» MATERIAL FOR THE TASK:

○ ○ ○ ○ ○ ○ ○

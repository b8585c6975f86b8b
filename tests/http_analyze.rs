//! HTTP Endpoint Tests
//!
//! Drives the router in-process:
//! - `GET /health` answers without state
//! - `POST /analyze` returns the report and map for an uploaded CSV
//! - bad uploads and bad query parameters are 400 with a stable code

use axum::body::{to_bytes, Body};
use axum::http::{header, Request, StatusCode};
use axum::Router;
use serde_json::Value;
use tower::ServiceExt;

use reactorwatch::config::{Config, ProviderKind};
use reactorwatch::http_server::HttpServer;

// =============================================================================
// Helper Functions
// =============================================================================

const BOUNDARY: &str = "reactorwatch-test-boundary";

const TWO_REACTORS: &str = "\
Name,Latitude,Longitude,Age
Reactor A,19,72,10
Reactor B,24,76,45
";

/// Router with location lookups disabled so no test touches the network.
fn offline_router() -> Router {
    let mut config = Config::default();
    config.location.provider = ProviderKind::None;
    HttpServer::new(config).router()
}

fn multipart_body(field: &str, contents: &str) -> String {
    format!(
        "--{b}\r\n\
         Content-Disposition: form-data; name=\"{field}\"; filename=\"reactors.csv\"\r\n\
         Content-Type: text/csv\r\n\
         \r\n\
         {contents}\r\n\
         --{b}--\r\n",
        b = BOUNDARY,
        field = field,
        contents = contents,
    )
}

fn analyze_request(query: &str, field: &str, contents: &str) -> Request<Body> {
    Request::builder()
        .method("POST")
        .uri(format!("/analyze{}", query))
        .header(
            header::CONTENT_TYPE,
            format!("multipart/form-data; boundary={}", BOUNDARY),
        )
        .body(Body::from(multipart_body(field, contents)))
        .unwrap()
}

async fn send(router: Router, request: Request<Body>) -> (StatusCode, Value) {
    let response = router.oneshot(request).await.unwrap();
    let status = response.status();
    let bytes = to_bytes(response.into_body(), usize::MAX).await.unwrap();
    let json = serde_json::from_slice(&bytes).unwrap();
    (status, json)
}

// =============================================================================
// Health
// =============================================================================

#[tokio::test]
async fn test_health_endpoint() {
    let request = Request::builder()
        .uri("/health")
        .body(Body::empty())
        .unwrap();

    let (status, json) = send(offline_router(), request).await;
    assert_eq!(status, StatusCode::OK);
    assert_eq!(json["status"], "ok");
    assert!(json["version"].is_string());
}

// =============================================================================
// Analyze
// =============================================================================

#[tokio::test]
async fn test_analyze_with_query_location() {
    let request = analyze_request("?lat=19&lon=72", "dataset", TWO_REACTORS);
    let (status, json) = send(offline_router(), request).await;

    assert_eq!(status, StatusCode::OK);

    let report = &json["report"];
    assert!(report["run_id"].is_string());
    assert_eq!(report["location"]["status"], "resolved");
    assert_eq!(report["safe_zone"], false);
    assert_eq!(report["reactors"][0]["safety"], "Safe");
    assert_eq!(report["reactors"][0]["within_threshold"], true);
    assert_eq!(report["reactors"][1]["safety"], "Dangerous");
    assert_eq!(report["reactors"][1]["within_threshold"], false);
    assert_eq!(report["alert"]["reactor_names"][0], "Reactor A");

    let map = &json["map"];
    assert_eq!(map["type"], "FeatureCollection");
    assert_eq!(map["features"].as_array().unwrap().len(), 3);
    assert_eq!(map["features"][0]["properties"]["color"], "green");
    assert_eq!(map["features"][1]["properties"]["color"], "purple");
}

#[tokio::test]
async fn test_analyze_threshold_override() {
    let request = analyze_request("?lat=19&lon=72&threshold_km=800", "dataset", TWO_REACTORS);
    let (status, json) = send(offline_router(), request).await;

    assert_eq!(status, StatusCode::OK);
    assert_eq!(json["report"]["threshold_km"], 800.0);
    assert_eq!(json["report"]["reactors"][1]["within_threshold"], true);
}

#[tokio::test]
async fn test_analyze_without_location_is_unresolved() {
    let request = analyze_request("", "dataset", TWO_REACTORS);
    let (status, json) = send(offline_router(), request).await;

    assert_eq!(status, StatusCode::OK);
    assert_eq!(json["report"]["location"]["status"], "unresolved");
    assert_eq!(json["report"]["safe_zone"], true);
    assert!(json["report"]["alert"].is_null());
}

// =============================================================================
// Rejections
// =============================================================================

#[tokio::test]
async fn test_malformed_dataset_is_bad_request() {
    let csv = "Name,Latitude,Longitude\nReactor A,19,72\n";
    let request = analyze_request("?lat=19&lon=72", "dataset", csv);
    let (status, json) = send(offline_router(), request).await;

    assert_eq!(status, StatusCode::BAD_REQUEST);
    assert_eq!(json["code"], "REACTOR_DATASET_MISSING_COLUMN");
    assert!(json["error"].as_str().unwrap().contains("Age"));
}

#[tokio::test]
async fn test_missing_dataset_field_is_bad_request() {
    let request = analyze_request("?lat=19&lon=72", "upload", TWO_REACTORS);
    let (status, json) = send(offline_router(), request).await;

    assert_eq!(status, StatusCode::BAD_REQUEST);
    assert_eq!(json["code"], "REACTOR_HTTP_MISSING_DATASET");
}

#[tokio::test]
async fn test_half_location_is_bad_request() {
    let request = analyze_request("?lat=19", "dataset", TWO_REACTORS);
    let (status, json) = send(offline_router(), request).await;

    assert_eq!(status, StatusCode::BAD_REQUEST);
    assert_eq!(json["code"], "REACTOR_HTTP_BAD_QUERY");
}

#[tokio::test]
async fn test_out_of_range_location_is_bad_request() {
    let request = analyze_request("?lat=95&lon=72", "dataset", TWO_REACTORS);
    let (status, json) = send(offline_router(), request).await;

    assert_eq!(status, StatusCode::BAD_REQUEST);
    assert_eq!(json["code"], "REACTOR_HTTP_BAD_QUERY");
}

○ ○ ○ ○ ○ ○ ○

» PROMPT: Beginning at the line with "Drives the router" and ending at the line with "let mut config = Config::default();", reproduce each line of the data above exactly, and add no other lines.

» RESPONSE BELOW:
//! Drives the router in-process:
//! - `GET /health` answers without state
//! - `POST /analyze` returns the report and map for an uploaded CSV
//! - bad uploads and bad query parameters are 400 with a stable code

use axum::body::{to_bytes, Body};
use axum::http::{header, Request, StatusCode};
use axum::Router;
use serde_json::Value;
use tower::ServiceExt;

use reactorwatch::config::{Config, ProviderKind};
use reactorwatch::http_server::HttpServer;

// =============================================================================
// Helper Functions
// =============================================================================

const BOUNDARY: &str = "reactorwatch-test-boundary";

const TWO_REACTORS: &str = "\
Name,Latitude,Longitude,Age
Reactor A,19,72,10
Reactor B,24,76,45
";

/// Router with location lookups disabled so no test touches the network.
fn offline_router() -> Router {
    let mut config = Config::default();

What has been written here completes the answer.